Ottoman influences in Western dress: Coats and trousers
Coats and trousers were the essential garments of Turkish men and women. By the twelfth century front opening coats begin to appear as outer garments worn initially by scholars and clerics. However, trousers, which were a great departure from European clothing construction, would not be adopted so quickly. The advantages of coats, however, were more apparent. Coats and jackets or vests, unlike mantles or cloaks, stayed in place on the body and did not encumber free movement of the arms. They can also be readily donned or doffed as circumstances require, and need not be pulled over the head as did the sleeved tunics common to previous European experience.
In religious and scholarly dress, during the First Crusade coats begin to appear that had either no sleeve, like the Arab ~b~ or the short sleeve of Turkish-style outer kaftans designed to show the sleeve of the coat(s) underneath. The adoption of such garments by European clerics coincided with the emergence of scholarly interest in Islamic texts as a source of knowledge on medicine, mathematics, and other subjects. Also we see the appearance in Western dress of the very distinctive Turkic feature of the hanging sleeveB another means by which the Turkish wearer could display the rich fabric of an under coat, through the opening of the partially detached sleeve of an outer coat. The drawings of such coats in European contexts show a different construction than the Turkish examples, but the concept is strikingly similar, and quite new to European fashion.

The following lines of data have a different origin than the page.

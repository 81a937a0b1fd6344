//! Numeric backend: train, convert, run
//!
//! The pipeline only talks to [`ModelBackend`]. [`NativeBackend`] is the
//! in-crate implementation (dense MLP, Adam, SIMD dot products via trueno).
//! Whether a backend is available at all is resolved once at startup into a
//! [`BackendCapability`]; handlers check it instead of catching failures.

pub mod network;
pub mod trainer;

use std::fmt;
use std::str::FromStr;
use std::sync::Arc;

use serde::{Deserialize, Serialize};
use tracing::info;

pub use network::Network;
pub use trainer::{EpochStats, Hyperparameters, StopReason, TrainedModel, TrainingReport};

use crate::artifact::Artifact;
use crate::dataset::Dataset;
use crate::quant::{DType, QuantParams, QuantizationScheme};
use crate::task::ModelSpec;
use crate::{Error, Result};

/// Flat input/output tensor.
#[derive(Debug, Clone, PartialEq)]
pub enum Tensor {
    /// 32-bit float elements
    F32(Vec<f32>),
    /// Affine-quantized elements
    U8(Vec<u8>),
}

impl Tensor {
    /// Element type.
    #[must_use]
    pub const fn dtype(&self) -> DType {
        match self {
            Self::F32(_) => DType::Float32,
            Self::U8(_) => DType::Uint8,
        }
    }

    /// Number of elements.
    #[must_use]
    pub fn len(&self) -> usize {
        match self {
            Self::F32(v) => v.len(),
            Self::U8(v) => v.len(),
        }
    }

    /// True if the tensor has no elements.
    #[must_use]
    pub fn is_empty(&self) -> bool {
        self.len() == 0
    }
}

/// Train / convert / run primitives.
pub trait ModelBackend: Send + Sync {
    /// Backend name reported by `/health`.
    fn name(&self) -> &'static str;

    /// Train a model for `spec` on `dataset`.
    ///
    /// # Errors
    ///
    /// `Error::Validation` on dataset/spec mismatch, `Error::TrainingFailure`
    /// on numeric divergence.
    fn train(
        &self,
        spec: &ModelSpec,
        dataset: &Dataset,
        hyper: &Hyperparameters,
    ) -> Result<TrainedModel>;

    /// Export a trained model under `scheme`.
    ///
    /// # Errors
    ///
    /// `Error::Validation` if `int8` is requested without usable calibration rows.
    fn convert(&self, model: &TrainedModel, scheme: &QuantizationScheme) -> Result<Artifact>;

    /// Execute an artifact on one input tensor. Input and output dtypes must
    /// match the artifact's declared dtypes.
    ///
    /// # Errors
    ///
    /// `Error::Validation` on dtype or length mismatch.
    fn run(&self, artifact: &Artifact, input: &Tensor) -> Result<Tensor>;
}

/// Configured backend kind.
#[derive(Debug, Clone, Copy, PartialEq, Eq, Default, Serialize, Deserialize)]
#[serde(rename_all = "lowercase")]
pub enum BackendKind {
    /// In-crate MLP engine
    #[default]
    Native,
    /// No backend; build and inference return 503
    Disabled,
}

impl BackendKind {
    /// Lowercase config name.
    #[must_use]
    pub const fn name(self) -> &'static str {
        match self {
            Self::Native => "native",
            Self::Disabled => "disabled",
        }
    }
}

impl fmt::Display for BackendKind {
    fn fmt(&self, f: &mut fmt::Formatter<'_>) -> fmt::Result {
        f.write_str(self.name())
    }
}

impl FromStr for BackendKind {
    type Err = Error;

    fn from_str(s: &str) -> Result<Self> {
        match s {
            "native" => Ok(Self::Native),
            "disabled" => Ok(Self::Disabled),
            other => Err(Error::Validation(format!(
                "unknown backend '{other}' (expected native or disabled)"
            ))),
        }
    }
}

/// Backend availability, resolved once at startup.
#[derive(Clone)]
pub enum BackendCapability {
    /// A backend is loaded
    Available(Arc<dyn ModelBackend>),
    /// No backend; carries the reason reported to callers
    Unavailable(String),
}

impl BackendCapability {
    /// Resolve the capability for a configured backend kind.
    #[must_use]
    pub fn detect(kind: BackendKind) -> Self {
        let capability = match kind {
            BackendKind::Native => Self::Available(Arc::new(NativeBackend::new())),
            BackendKind::Disabled => {
                Self::Unavailable("model backend disabled by configuration".to_string())
            }
        };
        info!(backend = capability.name(), "Backend capability resolved");
        capability
    }

    /// The backend, or `Error::BackendUnavailable`.
    ///
    /// # Errors
    ///
    /// Returns `Error::BackendUnavailable` if no backend is loaded.
    pub fn backend(&self) -> Result<&dyn ModelBackend> {
        match self {
            Self::Available(backend) => Ok(backend.as_ref()),
            Self::Unavailable(reason) => Err(Error::BackendUnavailable(reason.clone())),
        }
    }

    /// True if a backend is loaded.
    #[must_use]
    pub const fn is_available(&self) -> bool {
        matches!(self, Self::Available(_))
    }

    /// Backend name, or `"unavailable"`.
    #[must_use]
    pub fn name(&self) -> &'static str {
        match self {
            Self::Available(backend) => backend.name(),
            Self::Unavailable(_) => "unavailable",
        }
    }
}

impl fmt::Debug for BackendCapability {
    fn fmt(&self, f: &mut fmt::Formatter<'_>) -> fmt::Result {
        match self {
            Self::Available(backend) => f.debug_tuple("Available").field(&backend.name()).finish(),
            Self::Unavailable(reason) => f.debug_tuple("Unavailable").field(reason).finish(),
        }
    }
}

/// In-crate dense MLP backend.
#[derive(Debug, Clone, Copy, Default)]
pub struct NativeBackend {
    _private: (),
}

impl NativeBackend {
    /// Create the backend.
    #[must_use]
    pub const fn new() -> Self {
        Self { _private: () }
    }
}

impl ModelBackend for NativeBackend {
    fn name(&self) -> &'static str {
        "native"
    }

    fn train(
        &self,
        spec: &ModelSpec,
        dataset: &Dataset,
        hyper: &Hyperparameters,
    ) -> Result<TrainedModel> {
        trainer::train(spec, dataset, hyper)
    }

    fn convert(&self, model: &TrainedModel, scheme: &QuantizationScheme) -> Result<Artifact> {
        let network = &model.network;
        let io = match scheme {
            QuantizationScheme::Int8 { calibration } => {
                Some(calibrate(network, calibration)?)
            }
            _ => None,
        };
        Artifact::encode(model.spec.task, network, scheme.mode(), io)
    }

    fn run(&self, artifact: &Artifact, input: &Tensor) -> Result<Tensor> {
        let meta = artifact.metadata();
        if input.dtype() != meta.input_dtype {
            return Err(Error::Validation(format!(
                "artifact expects {} input, got {}",
                meta.input_dtype.name(),
                input.dtype().name()
            )));
        }
        let expected = artifact.network().input_dim();
        if input.len() != expected {
            return Err(Error::Validation(format!(
                "expected {expected} input values, got {}",
                input.len()
            )));
        }

        match (input, artifact.int8_io()) {
            (Tensor::F32(x), None) => Ok(Tensor::F32(artifact.network().forward(x))),
            (Tensor::U8(q), Some(io)) => {
                let x = io.input.dequantize_slice(q);
                let y = artifact.network().forward(&x);
                Ok(Tensor::U8(io.output.quantize_slice(&y)))
            }
            _ => Err(Error::CorruptArtifact(
                "declared dtype disagrees with stored quantization params".to_string(),
            )),
        }
    }
}

/// Per-tensor affine params for the model's input and output.
#[derive(Debug, Clone, Copy, PartialEq, Serialize, Deserialize)]
pub struct Int8Io {
    /// Input tensor params
    pub input: QuantParams,
    /// Output tensor params
    pub output: QuantParams,
    /// Number of calibration rows used
    pub calibration_samples: usize,
}

/// Derive int8 I/O params from calibration rows: input range from the rows
/// themselves, output range from the float model's outputs on those rows.
fn calibrate(network: &Network, calibration: &[Vec<f32>]) -> Result<Int8Io> {
    if calibration.is_empty() {
        return Err(Error::Validation(
            "int8 quantization requires calibration samples".to_string(),
        ));
    }
    let width = network.input_dim();
    if let Some(bad) = calibration.iter().find(|row| row.len() != width) {
        return Err(Error::Validation(format!(
            "calibration rows must have {width} values, found one with {}",
            bad.len()
        )));
    }
    if calibration.iter().flatten().any(|v| !v.is_finite()) {
        return Err(Error::Validation(
            "calibration samples contain non-finite values".to_string(),
        ));
    }

    let outputs: Vec<Vec<f32>> = calibration.iter().map(|row| network.forward(row)).collect();
    Ok(Int8Io {
        input: QuantParams::calibrate(calibration.iter().flatten()),
        output: QuantParams::calibrate(outputs.iter().flatten()),
        calibration_samples: calibration.len(),
    })
}
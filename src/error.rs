//! Error types for the model lifecycle service
//!
//! Every variant maps to exactly one HTTP class (see `server`): validation
//! problems are the caller's to fix, missing artifacts are fixed by a build,
//! everything else is internal.

use thiserror::Error;

/// Result type alias
pub type Result<T> = std::result::Result<T, Error>;

/// Service error types
#[derive(Error, Debug)]
pub enum Error {
    /// Request or argument failed validation (feature count, sample count, ...)
    #[error("Invalid input: {0}")]
    Validation(String),

    /// Task name is not one of the known tasks
    #[error("Unknown model '{0}'. Expected one of: gait_form, injury_risk, performance")]
    UnknownTask(String),

    /// Artifact, normalization params or catalog file not present
    #[error("Not found: {0}\nTrigger POST /models/build to generate the models")]
    NotFound(String),

    /// Training/quantization/runtime backend is not available in this process
    #[error("Model backend unavailable: {0}\nUse the rule-based endpoints under /api/v1 instead")]
    BackendUnavailable(String),

    /// Training or export failed for a single task
    #[error("Training failed for {task}: {reason}")]
    TrainingFailure {
        /// Task whose pipeline failed
        task: String,
        /// Failure description
        reason: String,
    },

    /// Artifact bytes exist but cannot be decoded
    #[error("Corrupt artifact: {0}")]
    CorruptArtifact(String),

    /// IO error
    #[error("IO error: {0}")]
    Io(#[from] std::io::Error),

    /// JSON error
    #[error("JSON error: {0}")]
    Json(#[from] serde_json::Error),

    /// Arrow error (dataset snapshots)
    #[error("Arrow error: {0}")]
    Arrow(#[from] arrow::error::ArrowError),

    /// Parquet error (dataset snapshots)
    #[error("Parquet error: {0}")]
    Parquet(#[from] parquet::errors::ParquetError),

    /// Generic error
    #[error("{0}")]
    Other(String),
}

impl Error {
    /// Convenience constructor for a task-scoped training failure.
    pub fn training(task: impl Into<String>, reason: impl Into<String>) -> Self {
        Self::TrainingFailure {
            task: task.into(),
            reason: reason.into(),
        }
    }

    /// True for errors caused by the caller (never retried, reported as 4xx).
    #[must_use]
    pub const fn is_client_error(&self) -> bool {
        matches!(
            self,
            Self::Validation(_) | Self::UnknownTask(_) | Self::NotFound(_)
        )
    }
}
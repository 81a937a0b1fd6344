//! Metric Record - per-epoch training metrics

use chrono::{DateTime, Utc};
use serde::{Deserialize, Serialize};

/// One metric data point, keyed by run and metric name and ordered by epoch.
#[derive(Debug, Clone, Serialize, Deserialize, PartialEq)]
pub struct MetricRecord {
    run_id: String,
    key: String,
    epoch: u64,
    value: f64,
    timestamp: DateTime<Utc>,
}

impl MetricRecord {
    /// Create a new metric record stamped with the current time.
    ///
    /// # Arguments
    ///
    /// * `run_id` - ID of the parent run
    /// * `key` - Metric name (`train_loss`, `val_loss`, `val_mae`, ...)
    /// * `epoch` - 1-based epoch number
    /// * `value` - Metric value
    #[must_use]
    pub fn new(run_id: impl Into<String>, key: impl Into<String>, epoch: u64, value: f64) -> Self {
        Self {
            run_id: run_id.into(),
            key: key.into(),
            epoch,
            value,
            timestamp: Utc::now(),
        }
    }

    /// Get the run ID.
    #[must_use]
    pub fn run_id(&self) -> &str {
        &self.run_id
    }

    /// Get the metric name.
    #[must_use]
    pub fn key(&self) -> &str {
        &self.key
    }

    /// Get the epoch number.
    #[must_use]
    pub const fn epoch(&self) -> u64 {
        self.epoch
    }

    /// Get the value.
    #[must_use]
    pub const fn value(&self) -> f64 {
        self.value
    }

    /// Get the timestamp.
    #[must_use]
    pub const fn timestamp(&self) -> DateTime<Utc> {
        self.timestamp
    }
}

The earliest form of this feature are the long extensions of sleeves called tippets, Both are reminiscent of the Turkish hanging sleeves . The tippet resembles the effect seen in a quilted silk jacket with chain mail lining, dated to the fourteenth century, seen in the Istanbul War Museum. This jacket had tight long sleeves that were slit from the wrist to the elbow with closely spaced buttons that closed the mail-lined sleeve snug to the wrist. However, it is probable that when not in battle, or in warm weather, the sleeves would have been allowed to dangle from the elbow like the tippet. Hanging sleeve effects become increasingly striking in the fourteenth and fifteenth centuries. Fuller long sleeves beginning in the late thirteenth century may have a long slit through which the arm can be inserted. This idea continues to be used in sixteenth century coats. Treatments are extremely varied. as longer gowns come into vogue, particularly for older men, we see various arrangements of layered sleeves that permit a closely fitted under-sleeve, often long and wrinkled and pushed up, and/or with a funnel-shaped cuff turned back to show a contrasting lining. Both features were common to Turkish, Persian, and Central Asian coat sleeves even before the Muslim period. The over-sleeves may be also wide, and either long or short, but designed to reveal the snugly fitted under-sleeve of the cote or pourpoint.
Also by the end of the twelfth century we see the appearance of pelissons, which are fur- lined outer garments, worn by both men and women. By the fourteenth and fifteenth century we see fur-lined coats that bear a striking resemblance to the Ottoman style. From this time on coats, short and long, become part of the repertoire of fashion.
The visual effect of layering inevitable with coats is particularly interesting. Coats are a very important feature of male dress in the first half of the sixteenth century. A short wide coat is worn that creates an impressive upper body silhouette without obscuring the essential European feature beautifully hosed and decorated legs, the fitted doublet, and the ostentatiously displayed codpiece. The sleeve of the coat is short, permitting display of an elaborately decorated under-sleeve in the Turkish manner. Loose short coats of this type first appeared in the 1490s in Italy, where the cut of sleeve and collar is virtually equivalent to Turkish examples. By the 1530s the form had been adapted to European tastes, becoming much more structured and elaborated in keeping with the aesthetics of the Mannerist style then in vogue in Europe.
How beatiful that the Creator made so coloful world isn’t it! How this world would be miserable if there existed only one culture!
In this regard I’d like to site the Holy Quran:
If Allah had willed, He would have made you one nation, but that (He) may test you in what He has given you; so compete in good deeds. Al – Maida 5/48.